Contrairement à sa position sur l’autonomie de l’article 1645, la réponse que donne la troisième chambre civile à la question de l’enrichissement des acquéreurs ne fait pas figure d’un attendu de principe, et n’est qu’indirecte.

La Cour énonce que « lorsque l’immeuble vendu est atteint de vices cachés nécessitant sa démolition, l’acquéreur qui a choisi de le conserver sans restitution de tout ou partie du prix de vente est fondé à obtenir du vendeur de mauvaise foi des dommages et intérêts équivalant au coût de sa démolition et de sa reconstruction »14.

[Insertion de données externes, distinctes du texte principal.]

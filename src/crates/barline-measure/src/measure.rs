use crate::error::{MeasureError, Result};
use serde::{Deserialize, Serialize};
use std::cmp::Ordering;
use std::fmt;
use std::ops::{Add, AddAssign, Div, Mul, Neg, Sub};
use std::str::FromStr;

/// Rational position or duration, measured in bars
///
/// As a duration a `Measure` is a fraction of one bar; as a position it is the
/// offset from the start of the bar. Values are always kept in lowest terms
/// with a positive denominator, so the derived equality and hash agree with
/// numeric equality.
#[derive(Debug, Clone, Copy, PartialEq, Eq, Hash, Serialize, Deserialize)]
pub struct Measure {
    pub numerator: i64,
    pub denominator: i64,
}

impl Measure {
    /// The start of a bar / an empty duration
    pub const ZERO: Measure = Measure {
        numerator: 0,
        denominator: 1,
    };

    /// One full bar
    pub const BAR: Measure = Measure {
        numerator: 1,
        denominator: 1,
    };

    /// Create a new measure and simplify it
    ///
    /// # Panics
    ///
    /// Panics if `denominator` is zero or the reduced value does not fit in
    /// `i64`. Use [`Measure::try_new`] for input that has not been validated.
    pub fn new(numerator: i64, denominator: i64) -> Self {
        match Self::try_new(numerator, denominator) {
            Some(m) => m,
            None => panic!("Invalid measure {}/{}", numerator, denominator),
        }
    }

    /// Create a new measure, returning `None` for a zero denominator
    pub fn try_new(numerator: i64, denominator: i64) -> Option<Self> {
        Self::reduce(numerator as i128, denominator as i128)
    }

    /// Bring a wide fraction to lowest terms, if it fits back into `i64`
    fn reduce(numerator: i128, denominator: i128) -> Option<Self> {
        if denominator == 0 {
            return None;
        }
        let gcd = gcd(numerator.unsigned_abs(), denominator.unsigned_abs()).max(1) as i128;
        let sign = if denominator < 0 { -1 } else { 1 };
        Some(Measure {
            numerator: i64::try_from(sign * numerator / gcd).ok()?,
            denominator: i64::try_from(sign * denominator / gcd).ok()?,
        })
    }

    /// Create a measure spanning a whole number of bars
    pub fn from_int(n: i64) -> Self {
        Measure {
            numerator: n,
            denominator: 1,
        }
    }

    /// Create a measure from a float, to a millionth of a bar
    ///
    /// Returns `None` for NaN, infinities and values too large to represent.
    pub fn from_f64(f: f64) -> Option<Self> {
        let scaled = (f * 1_000_000.0).round();
        if !scaled.is_finite() || scaled.abs() >= i64::MAX as f64 {
            return None;
        }
        Self::try_new(scaled as i64, 1_000_000)
    }

    /// Convert to float
    pub fn to_f64(&self) -> f64 {
        self.numerator as f64 / self.denominator as f64
    }

    /// Parse a measure literal such as `"3/4"` or `"1/2 + 1/16"`
    pub fn parse(text: &str) -> Result<Self> {
        crate::parser::parse(text)
    }

    /// Get the reciprocal
    pub fn reciprocal(self) -> Self {
        Measure::new(self.denominator, self.numerator)
    }

    pub fn is_zero(&self) -> bool {
        self.numerator == 0
    }

    pub fn is_negative(&self) -> bool {
        self.numerator < 0
    }

    /// `self + other`, or `None` if the result does not fit
    pub fn checked_add(self, other: Measure) -> Option<Measure> {
        let (a, b) = (self.wide(), other.wide());
        Self::reduce(a.0 * b.1 + b.0 * a.1, a.1 * b.1)
    }

    pub fn checked_sub(self, other: Measure) -> Option<Measure> {
        self.checked_add(other.checked_neg()?)
    }

    pub fn checked_neg(self) -> Option<Measure> {
        Some(Measure {
            numerator: self.numerator.checked_neg()?,
            denominator: self.denominator,
        })
    }

    pub fn checked_mul(self, other: Measure) -> Option<Measure> {
        let (a, b) = (self.wide(), other.wide());
        Self::reduce(a.0 * b.0, a.1 * b.1)
    }

    /// `self / other`, or `None` on division by zero or overflow
    pub fn checked_div(self, other: Measure) -> Option<Measure> {
        let (a, b) = (self.wide(), other.wide());
        Self::reduce(a.0 * b.1, a.1 * b.0)
    }

    fn wide(self) -> (i128, i128) {
        (self.numerator as i128, self.denominator as i128)
    }

    /// Split this measure into one sub-measure per relation
    ///
    /// Each result is `self * r / sum(relations)`, so the parts add up to
    /// `self`. With a base of one bar, `scale(&[2.0, 1.0, 1.0])` yields
    /// `1/2, 1/4, 1/4`.
    pub fn scale(&self, relations: &[f64]) -> Result<Vec<Measure>> {
        if relations.is_empty() {
            return Err(MeasureError::invalid_relations("no relations given"));
        }
        if let Some(bad) = relations.iter().find(|r| !r.is_finite() || **r < 0.0) {
            return Err(MeasureError::invalid_relations(format!(
                "relation {} is not a non-negative number",
                bad
            )));
        }

        let too_large = || MeasureError::invalid_relations("relations too large");
        let parts = relations
            .iter()
            .map(|r| Measure::from_f64(*r).ok_or_else(too_large))
            .collect::<Result<Vec<_>>>()?;
        let sum = parts
            .iter()
            .try_fold(Measure::ZERO, |acc, p| acc.checked_add(*p))
            .ok_or_else(too_large)?;
        if sum.is_zero() {
            return Err(MeasureError::invalid_relations("relations sum to zero"));
        }

        parts
            .into_iter()
            .map(|p| {
                self.checked_mul(p)
                    .and_then(|m| m.checked_div(sum))
                    .ok_or_else(too_large)
            })
            .collect()
    }
}

fn gcd(mut a: u128, mut b: u128) -> u128 {
    while b != 0 {
        let temp = b;
        b = a % b;
        a = temp;
    }
    a
}

fn overflow(op: &str) -> ! {
    panic!("Measure overflow in {}", op)
}

impl Default for Measure {
    fn default() -> Self {
        Measure::ZERO
    }
}

impl fmt::Display for Measure {
    fn fmt(&self, f: &mut fmt::Formatter<'_>) -> fmt::Result {
        if self.denominator == 1 {
            write!(f, "{}", self.numerator)
        } else {
            write!(f, "{}/{}", self.numerator, self.denominator)
        }
    }
}

impl FromStr for Measure {
    type Err = MeasureError;

    fn from_str(s: &str) -> Result<Self> {
        Measure::parse(s)
    }
}

impl From<i64> for Measure {
    fn from(n: i64) -> Self {
        Measure::from_int(n)
    }
}

impl From<(i64, i64)> for Measure {
    fn from((num, den): (i64, i64)) -> Self {
        Measure::new(num, den)
    }
}

impl Add for Measure {
    type Output = Self;

    fn add(self, other: Self) -> Self {
        self.checked_add(other).unwrap_or_else(|| overflow("addition"))
    }
}

impl AddAssign for Measure {
    fn add_assign(&mut self, other: Self) {
        *self = *self + other;
    }
}

impl Sub for Measure {
    type Output = Self;

    fn sub(self, other: Self) -> Self {
        self.checked_sub(other).unwrap_or_else(|| overflow("subtraction"))
    }
}

impl Neg for Measure {
    type Output = Self;

    fn neg(self) -> Self {
        self.checked_neg().unwrap_or_else(|| overflow("negation"))
    }
}

impl Mul for Measure {
    type Output = Self;

    fn mul(self, other: Self) -> Self {
        self.checked_mul(other).unwrap_or_else(|| overflow("multiplication"))
    }
}

impl Mul<i64> for Measure {
    type Output = Self;

    fn mul(self, n: i64) -> Self {
        self * Measure::from_int(n)
    }
}

impl Div for Measure {
    type Output = Self;

    fn div(self, other: Self) -> Self {
        if other.is_zero() {
            panic!("Measure division by zero");
        }
        self.checked_div(other).unwrap_or_else(|| overflow("division"))
    }
}

impl Div<i64> for Measure {
    type Output = Self;

    fn div(self, n: i64) -> Self {
        self / Measure::from_int(n)
    }
}

impl PartialOrd for Measure {
    fn partial_cmp(&self, other: &Self) -> Option<Ordering> {
        Some(self.cmp(other))
    }
}

impl Ord for Measure {
    fn cmp(&self, other: &Self) -> Ordering {
        let (a, b) = (self.wide(), other.wide());
        (a.0 * b.1).cmp(&(b.0 * a.1))
    }
}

Plus précisément, elle approuve la cour d’appel d’avoir considéré que dans la mesure où la nouvelle habitation aura la même superficie que l’ancienne, et que la démolition/reconstruction du bâtiment était le seul moyen de mettre fin aux vices constatés, le préjudice subi par les acquéreurs pouvait être réparé ainsi sans engendrer un enrichissement sans cause de ces derniers.

12. Non seulement les juridictions n’appliquent pas de coefficient de vétusté, mais le seul encadrement explicite de l’équivalence du bâtiment, abstraction faite de son vice, et du bâtiment reconstruit, est le critère de l’identité de leur superficie. Les juridictions sont muettes concernant, par exemple, les matériaux de construction utilisés.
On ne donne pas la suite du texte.